Number of records in M_SAMP table is 3524 and in MM_RVW_SAMP is 2.

Below is the result of EXPLAIN query.

EXPLAIN UPDATE M_SAMP SET MM_Q_IND=1 WHERE M_ID IN (SELECT M_ID FROM MM_RVW_SAMP WHERE TARGET_M_ID IN(19))

EXPLAIN QUERY RESULT

9
  • Please provide your indexes for those tables (SHOW CREATE TABLE) and your GLOBAL transaction-isolation value.
    – jynus
    Commented Feb 23, 2015 at 11:13
  • There are no indexes on those tables other then the mentioned primary key. And tx_isolation is REPEATABLE-READ
    – Naman Gala
    Commented Feb 23, 2015 at 11:21
  • Ok, then, is this 5.5 or lower? Because in that case, the REPEATABLE-READ + FULL table scan due to the IN would be the root cause.
    – jynus
    Commented Feb 23, 2015 at 11:30
  • Server version: 5.6.16
    – Naman Gala
    Commented Feb 23, 2015 at 11:34
  • 1
    Then please EXPLAIN the first query, maybe it is still doing the scan. In that case, setting the mode READ-COMMITTED or doing a JOIN would also fix the issue.
    – jynus
    Commented Feb 23, 2015 at 11:38

1 Answer 1

3

So, I will answer the question "why it is creating problem with whole query":

In MySQL's REPEATABLE-READ transaction isolation mode, no phantom rows appear. In order to do that, MySQL locks, not only the rows, but also the gaps between them (also know as next-key locking).

As MySQL happens to be executing the read on the first table using an index scan, what MySQL considers a gap is probably larger than expected, as it uses the primary key to check that no newer rows are inserted that could affect the query with that particular scan type. As a result, a large part of the table may be affected.

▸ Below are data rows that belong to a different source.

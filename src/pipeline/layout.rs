//! File layout shared by the pipeline steps.
//!
//! The downstream tools find each other's outputs purely by name, so every
//! path goes through [`Layout`] and is derived from the same [`RunConfig`].

use super::params::RunConfig;
use crate::constants::fit::{MH_LABEL, SEED};
use std::fmt;

/// A directory plus file name, possibly containing `*`/`?` wildcards in the
/// file name.
#[derive(Debug, Clone, PartialEq, Eq)]
pub struct PathTemplate {
    dir: Option<String>,
    file_name: String,
}

impl PathTemplate {
    /// Create a template inside `dir`.
    pub fn new(dir: impl Into<String>, file_name: impl Into<String>) -> Self {
        Self {
            dir: Some(dir.into()),
            file_name: file_name.into(),
        }
    }

    /// Create a template for a bare file name in the working directory.
    pub fn bare(file_name: impl Into<String>) -> Self {
        Self {
            dir: None,
            file_name: file_name.into(),
        }
    }

    /// Directory component, if any.
    pub fn dir(&self) -> Option<&str> {
        self.dir.as_deref()
    }

    /// File name component.
    pub fn file_name(&self) -> &str {
        &self.file_name
    }

    /// Whether the file name contains wildcards.
    pub fn is_pattern(&self) -> bool {
        self.file_name.contains(['*', '?'])
    }
}

impl fmt::Display for PathTemplate {
    // Always `/`: these strings are arguments for the tools, not host paths.
    fn fmt(&self, f: &mut fmt::Formatter<'_>) -> fmt::Result {
        match &self.dir {
            Some(dir) => write!(f, "{dir}/{}", self.file_name),
            None => f.write_str(&self.file_name),
        }
    }
}

/// Path builder for one run.
#[derive(Debug, Clone, Copy)]
pub struct Layout<'a> {
    run: &'a RunConfig,
}

impl<'a> Layout<'a> {
    /// Create the layout for a run.
    pub const fn new(run: &'a RunConfig) -> Self {
        Self { run }
    }

    fn hists_dir(&self) -> String {
        format!("hists/merged_{}", self.run.hists_date)
    }

    fn datacard_dir(&self) -> String {
        format!("dc_{}_{}", self.run.dc_date, self.run.sel)
    }

    fn toys_dir(&self) -> String {
        format!("toys_{}", self.run.dc_date)
    }

    fn scans_dir(&self) -> String {
        format!("scans_{}", self.run.scan_date)
    }

    /// Stem shared by a signal sample's histogram file and its datacard.
    pub fn signal_stem(&self, mass: u32) -> String {
        format!(
            "SVJ_s-channel_mMed-{mass}_mDark-{}_rinv-{}_alpha-peak_MADPT300_13TeV-madgraphMLM-pythia8_sel-{}",
            self.run.m_dark, self.run.rinv, self.run.sel
        )
    }

    /// Background histogram JSON.
    pub fn background_hists(&self) -> PathTemplate {
        PathTemplate::new(self.hists_dir(), format!("bkg_sel-{}.json", self.run.sel))
    }

    /// Signal histogram JSON for one mediator mass.
    pub fn signal_hists(&self, mass: u32) -> PathTemplate {
        PathTemplate::new(self.hists_dir(), format!("{}.json", self.signal_stem(mass)))
    }

    /// Datacard the generator writes for one mediator mass.
    pub fn datacard(&self, mass: u32) -> PathTemplate {
        PathTemplate::new(
            self.datacard_dir(),
            format!("dc_{}.txt", self.signal_stem(mass)),
        )
    }

    /// Every datacard of this dark mass, invisible fraction and selection.
    pub fn datacard_pattern(&self) -> PathTemplate {
        PathTemplate::new(
            self.datacard_dir(),
            format!(
                "dc_*mDark-{}_rinv-{}*sel-{}*.txt",
                self.run.m_dark, self.run.rinv, self.run.sel
            ),
        )
    }

    /// Signal-injected toy produced from the injected-mass datacard.
    pub fn injected_toy(&self) -> PathTemplate {
        PathTemplate::new(
            self.toys_dir(),
            format!(
                "higgsCombineObserved_dc_{}.GenerateOnly.{MH_LABEL}.{SEED}.root",
                self.signal_stem(self.run.m_inj)
            ),
        )
    }

    /// Every scan result of this dark mass and invisible fraction.
    pub fn scan_pattern(&self) -> PathTemplate {
        PathTemplate::new(
            self.scans_dir(),
            format!(
                "higgsCombine*mDark-{}_rinv-{}*.root",
                self.run.m_dark, self.run.rinv
            ),
        )
    }

    /// Brazil plot output.
    pub fn plot(&self) -> PathTemplate {
        PathTemplate::bare(format!(
            "brazil_siginj_mMed-{}_rinv-{}_mDark-{}.pdf",
            self.run.m_inj, self.run.rinv, self.run.m_dark
        ))
    }
}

Reducing the transaction-isolation mode should avoid the gap-locking and only lock the specific row being updated and improve the general concurrency while avoiding deadlocks as only one row is affected for that particular query.

Update: It seems that the lower isolation level doesn't fix the locking for the update + subselect. Rewriting it as a JOIN does actually do the trick? (Maybe the UPDATE has a different optimization than the SELECT?). The idea of the JOIN rewrite is doing something like this:

UPDATE M_SAMP M 
JOIN MM_RVW_SAMP MM 
ON M.M_ID = MM. M_ID 
SET M.MM_Q_IND = 1 
WHERE MM.TARGET_M_ID = 19;
4
  • Trying your solution of reducing the transaction-isolation mode.
    – Naman Gala
    Commented Feb 24, 2015 at 10:37
  • After reducing to READ_COMMITTED also, I was getting deadlock. So I used your other solution of doing JOIN and it reduced the table scan which solved my problem. So my new working query is UPDATE M_SAMP M INNER JOIN MM_RVW_SAMP RV ON M.M_ID = RV.M_ID SET M.MM_Q_IND=1 WHERE RV.TARGET_M_ID IN(19). Can you please include your JOIN related suggestion in your answer. Thanks for the help.
    – Naman Gala
    Commented Feb 25, 2015 at 12:22
  • @NamanGala I've done it as requested.
    – jynus
    Commented Feb 25, 2015 at 18:26
  • On changing it to READ_COMMITTED also, update is scanning same as REPEATABLE_READ. I guess in that case also it is locking all the indexes which are scanned. Causing deadlock in my case.